Viva Chico Science, cientista da cultura popular!
Feliz aniversário, “Da Lama ao Caos”!
Vamo simbora que o mundo arrudiou
E se eu ficar aqui parado eu não vou
Me diz que som é esse que vem de Pernambuco?
Me diz que som é esse que vem de Pernambuco? (Lixo do Mangue)
(1) CD completo em https://www.youtube.com/watch?v=ax4uwXsPPgU
(2) Encostas de barro geralmente presentes nas comunidades mais vulneráveis que costumam deslizar em época de fortes chuvas.
(3) A letra ‘Etnia’ não compôs o CD “Da Lama ao Caos”.
(4) Chico Science morreu na noite do domingo de carnaval de 1997 em um acidente de carro, na rodovia PE-1, entre Olinda e Recife. O Fiat Uno no qual ele estava chocou-se em um poste e infelizmente, depois de socorrido, deu entrada no hospital já sem vida.
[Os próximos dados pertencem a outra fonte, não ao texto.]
//! Object library tokens and their IFS path form.

use crate::domain::project::DEFAULT_CURLIB;

/// Reserved token meaning "the job's current library".
pub const CURLIB_KEYWORD: &str = "*CURLIB";

/// Library objects land in when no current library is set.
pub const FALLBACK_LIBRARY: &str = "QGPL";

/// Resolve `*CURLIB` against the project's current library.
pub fn resolve_library<'a>(objlib: &'a str, curlib: &'a str) -> &'a str {
    if !objlib.eq_ignore_ascii_case(CURLIB_KEYWORD) {
        return objlib;
    }
    if curlib.eq_ignore_ascii_case(DEFAULT_CURLIB) || curlib.trim().is_empty() {
        FALLBACK_LIBRARY
    } else {
        curlib
    }
}

/// Whether `name` is a valid system library name.
pub fn is_library_name(name: &str) -> bool {
    let mut chars = name.chars();
    let Some(first) = chars.next() else {
        return false;
    };
    name.len() <= 10
        && (first.is_ascii_alphabetic() || matches!(first, '$' | '#' | '@'))
        && chars.all(|c| c.is_ascii_alphanumeric() || matches!(c, '$' | '#' | '@' | '_' | '.'))
}

/// Translate an object library token into the `/QSYS.LIB/<LIB>.LIB` form make
/// uses to locate compiled objects.
///
/// Tokens that are neither a library name nor `*CURLIB` come back unchanged.
pub fn objlib_to_path(objlib: &str, curlib: &str) -> String {
    let library = resolve_library(objlib, curlib);
    if is_library_name(library) {
        format!("/QSYS.LIB/{}.LIB", library.to_uppercase())
    } else {
        library.to_string()
    }
}

/// Expand `&NAME` references using `lookup`; unknown names stay verbatim.
pub fn expand_variables<F>(value: &str, lookup: F) -> String
where
    F: Fn(&str) -> Option<String>,
{
    let mut out = String::with_capacity(value.len());
    let mut rest = value;

    while let Some(pos) = rest.find('&') {
        out.push_str(&rest[..pos]);
        let after = &rest[pos + 1..];
        let name_len =
            after.find(|c: char| !(c.is_ascii_alphanumeric() || c == '_')).unwrap_or(after.len());
        let name = &after[..name_len];

        match (name.is_empty(), lookup(name)) {
            (false, Some(replacement)) => out.push_str(&replacement),
            _ => {
                out.push('&');
                out.push_str(name);
            }
        }
        rest = &after[name_len..];
    }
    out.push_str(rest);
    out
}
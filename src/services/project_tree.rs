//! Filesystem side of build-variable resolution.
//!
//! Discovers build-unit directories, reads their overrides and rule files,
//! and hands the contents to the pure domain logic.

use std::collections::HashMap;
use std::fs;
use std::io;
use std::path::{Path, PathBuf};

use crate::domain::dir_config::{self, DirConfig, DirectoryOverride, OVERRIDE_FILE, ResolvedDirConfig};
use crate::domain::project::{PROJECT_DESCRIPTOR_FILE, ProjectDescriptor};
use crate::domain::rules::{RULES_FILE, TargetDecl, TargetOwnership, scan_rules};
use crate::domain::AppError;

/// A source tree with its build-unit directories.
#[derive(Debug, Clone)]
pub struct ProjectTree {
    root: PathBuf,
    build_dirs: Vec<PathBuf>,
}

impl ProjectTree {
    /// Walk `root` for directories holding a `Rules.mk`.
    ///
    /// `root` is canonicalized so every key emitted later is absolute.
    pub fn discover(root: &Path) -> Result<Self, AppError> {
        let root = fs::canonicalize(root).map_err(|e| discovery_error(root, e))?;
        let mut build_dirs = Vec::new();
        collect_build_dirs(&root, &mut build_dirs)?;
        dir_config::sort_by_depth(&mut build_dirs);

        tracing::debug!(root = %root.display(), count = build_dirs.len(), "discovered build units");
        Ok(Self { root, build_dirs })
    }

    pub fn root(&self) -> &Path {
        &self.root
    }

    /// Build-unit directories, shallowest first.
    pub fn build_dirs(&self) -> &[PathBuf] {
        &self.build_dirs
    }

    /// Read and validate `iproj.json` at the root.
    pub fn load_descriptor(&self) -> Result<ProjectDescriptor, AppError> {
        let path = self.root.join(PROJECT_DESCRIPTOR_FILE);
        let content = fs::read_to_string(&path).map_err(|err| {
            if err.kind() == io::ErrorKind::NotFound {
                AppError::ProjectDescriptorMissing(path.display().to_string())
            } else {
                AppError::config_error(format!("Failed to read {}: {}", path.display(), err))
            }
        })?;
        ProjectDescriptor::parse_json(&content, &path.display().to_string())
    }

    /// Cascade project defaults and `.ibmi.json` overrides over every build unit.
    pub fn resolve_configs(
        &self,
        descriptor: &ProjectDescriptor,
    ) -> Result<ResolvedDirConfig, AppError> {
        let mut overrides = HashMap::new();
        for dir in self.build_dirs.iter().filter(|dir| dir.as_path() != self.root) {
            if let Some(local) = read_override(dir)? {
                overrides.insert(dir.clone(), local);
            }
        }
        dir_config::cascade(
            &self.root,
            DirConfig::from_project(descriptor),
            &self.build_dirs,
            &overrides,
        )
    }

    /// Scan every `Rules.mk` in directory order.
    pub fn scan_targets(&self) -> Result<Vec<TargetDecl>, AppError> {
        let mut decls = Vec::new();
        for dir in &self.build_dirs {
            let path = dir.join(RULES_FILE);
            let content = fs::read_to_string(&path).map_err(|e| discovery_error(&path, e))?;
            decls.extend(scan_rules(&content, dir));
        }
        Ok(decls)
    }

    /// Ownership map for the scanned declarations.
    pub fn target_ownership(&self) -> Result<TargetOwnership, AppError> {
        Ok(TargetOwnership::from_declarations(&self.scan_targets()?))
    }
}

fn collect_build_dirs(dir: &Path, found: &mut Vec<PathBuf>) -> Result<(), AppError> {
    let entries = fs::read_dir(dir).map_err(|e| discovery_error(dir, e))?;
    let mut has_rules = false;

    for entry in entries {
        let entry = entry.map_err(|e| discovery_error(dir, e))?;
        let file_type = entry.file_type().map_err(|e| discovery_error(&entry.path(), e))?;
        let name = entry.file_name();

        if name == RULES_FILE && !file_type.is_dir() {
            // A symlinked Rules.mk counts when it resolves to a regular file.
            has_rules = entry.path().is_file();
        } else if file_type.is_dir() && !name.to_string_lossy().starts_with('.') {
            collect_build_dirs(&entry.path(), found)?;
        }
    }

    if has_rules {
        found.push(dir.to_path_buf());
    }
    Ok(())
}

fn read_override(dir: &Path) -> Result<Option<DirectoryOverride>, AppError> {
    let path = dir.join(OVERRIDE_FILE);
    let content = match fs::read_to_string(&path) {
        Ok(content) => content,
        Err(err) if err.kind() == io::ErrorKind::NotFound => return Ok(None),
        Err(err) => return Err(discovery_error(&path, err)),
    };
    let local = DirectoryOverride::parse_json(&content, &path.display().to_string(), |name| {
        std::env::var(name).ok()
    })?;
    tracing::debug!(dir = %dir.display(), ?local, "applying directory override");
    Ok(Some(local))
}

fn discovery_error(path: &Path, err: io::Error) -> AppError {
    AppError::Discovery { path: path.display().to_string(), details: err.to_string() }
}
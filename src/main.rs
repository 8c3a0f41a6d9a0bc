fn main() {
    makei::app::cli::run();
}
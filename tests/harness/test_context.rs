//! Shared testing harness for `makei` integration tests.

use assert_cmd::Command;
use std::fs;
use std::path::{Path, PathBuf};
use tempfile::TempDir;

/// Stand-in for make: records its arguments, copies the variable file it was
/// pointed at, optionally sends `$FAKE_MAKE_SIGNAL` to the makei process (as a
/// terminal Ctrl-C would), and exits with `$FAKE_MAKE_EXIT`.
const FAKE_MAKE: &str = r#"#!/bin/sh
out="$(dirname "$0")/.."
printf '%s\n' "$@" > "$out/make-args.txt"
for arg in "$@"; do
  case "$arg" in
    BUILDVARSMKPATH=*) cp "${arg#BUILDVARSMKPATH=}" "$out/vars-snapshot.mk" ;;
  esac
done
if [ -n "$FAKE_MAKE_SIGNAL" ]; then
  target=$PPID
  case "$(ps -o comm= -p "$target" 2>/dev/null)" in
    sh|dash|bash) target=$(ps -o ppid= -p "$target" | tr -d ' ') ;;
  esac
  kill -"$FAKE_MAKE_SIGNAL" "$target"
  sleep 1
fi
exit "${FAKE_MAKE_EXIT:-0}"
"#;

/// Testing harness providing an isolated environment for CLI exercises.
pub(crate) struct TestContext {
    root: TempDir,
    work_dir: PathBuf,
}

impl TestContext {
    /// Create a new isolated environment with an empty project directory,
    /// a build engine root, and a fake make program.
    pub(crate) fn new() -> Self {
        let root = TempDir::new().expect("Failed to create temp directory for tests");
        let work_dir = root.path().join("work");
        fs::create_dir_all(&work_dir).expect("Failed to create test work directory");

        let mk_dir = root.path().join("bob").join("mk");
        fs::create_dir_all(&mk_dir).expect("Failed to create bob directory");
        fs::write(mk_dir.join("Makefile"), "all:\n").expect("Failed to write Makefile");

        let bin_dir = root.path().join("bin");
        fs::create_dir_all(&bin_dir).expect("Failed to create bin directory");
        let fake_make = bin_dir.join("fake-make");
        fs::write(&fake_make, FAKE_MAKE).expect("Failed to write fake make");
        make_executable(&fake_make);

        Self { root, work_dir }
    }

    /// Path to the project directory used for CLI invocations.
    pub(crate) fn work_dir(&self) -> &Path {
        &self.work_dir
    }

    /// Canonical project path, as it appears in generated variables.
    pub(crate) fn canonical_work_dir(&self) -> PathBuf {
        fs::canonicalize(&self.work_dir).expect("Failed to canonicalize work directory")
    }

    pub(crate) fn bob_path(&self) -> PathBuf {
        self.root.path().join("bob")
    }

    pub(crate) fn fake_make(&self) -> PathBuf {
        self.root.path().join("bin").join("fake-make")
    }

    /// Build a command for invoking the compiled `makei` binary within the project.
    pub(crate) fn cli(&self) -> Command {
        let mut cmd = Command::cargo_bin("makei").expect("Failed to locate makei binary");
        cmd.current_dir(&self.work_dir)
            .env_remove("RUST_LOG")
            .env_remove("FAKE_MAKE_EXIT")
            .env_remove("FAKE_MAKE_SIGNAL");
        cmd
    }

    /// `makei <subcommand>` wired to the fake make and local engine root.
    pub(crate) fn engine_cli(&self, subcommand: &str) -> Command {
        let mut cmd = self.cli();
        cmd.arg(subcommand)
            .arg("--make")
            .arg(self.fake_make())
            .arg("--bob-path")
            .arg(self.bob_path());
        cmd
    }

    /// Write a file relative to the project directory.
    pub(crate) fn write(&self, relative: &str, content: &str) {
        super::project::write(&self.work_dir, relative, content);
    }

    pub(crate) fn write_sample_project(&self) {
        super::project::write_sample(&self.work_dir);
    }

    /// Arguments the fake make received, one per line; `None` if make never ran.
    pub(crate) fn make_args(&self) -> Option<Vec<String>> {
        let content = fs::read_to_string(self.root.path().join("make-args.txt")).ok()?;
        Some(content.lines().map(str::to_string).collect())
    }

    /// Copy of the variable file taken while make was running.
    pub(crate) fn vars_snapshot(&self) -> String {
        fs::read_to_string(self.root.path().join("vars-snapshot.mk"))
            .expect("make should have seen a variable file")
    }

    /// Path of the variable file handed to make.
    pub(crate) fn vars_path(&self) -> PathBuf {
        let args = self.make_args().expect("make was not invoked");
        args.iter()
            .find_map(|arg| arg.strip_prefix("BUILDVARSMKPATH="))
            .map(PathBuf::from)
            .expect("BUILDVARSMKPATH argument missing")
    }
}

#[cfg(unix)]
fn make_executable(path: &Path) {
    use std::os::unix::fs::PermissionsExt;
    let mut perms = fs::metadata(path).expect("Failed to stat fake make").permissions();
    perms.set_mode(0o755);
    fs::set_permissions(path, perms).expect("Failed to chmod fake make");
}

#[cfg(not(unix))]
fn make_executable(_path: &Path) {}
Uma perda irreparável para a cultura e o movimento ‘manguebeat’.
Segundo a perícia, ele dirigia a mais de 110 km/h, o que justificaria as lesões fatais, nem sempre comuns em um acidente urbano. Curiosamente, a Fiat fez em 2007 um acordo com os familiares de Chico e pagou uma indenização de R$ 10 milhões, um recorde para o tipo de disputa. O principal argumento contra a montadora foi o fato do cinto de segurança ter falhado e não ter segurado o motorista, segundo os peritos.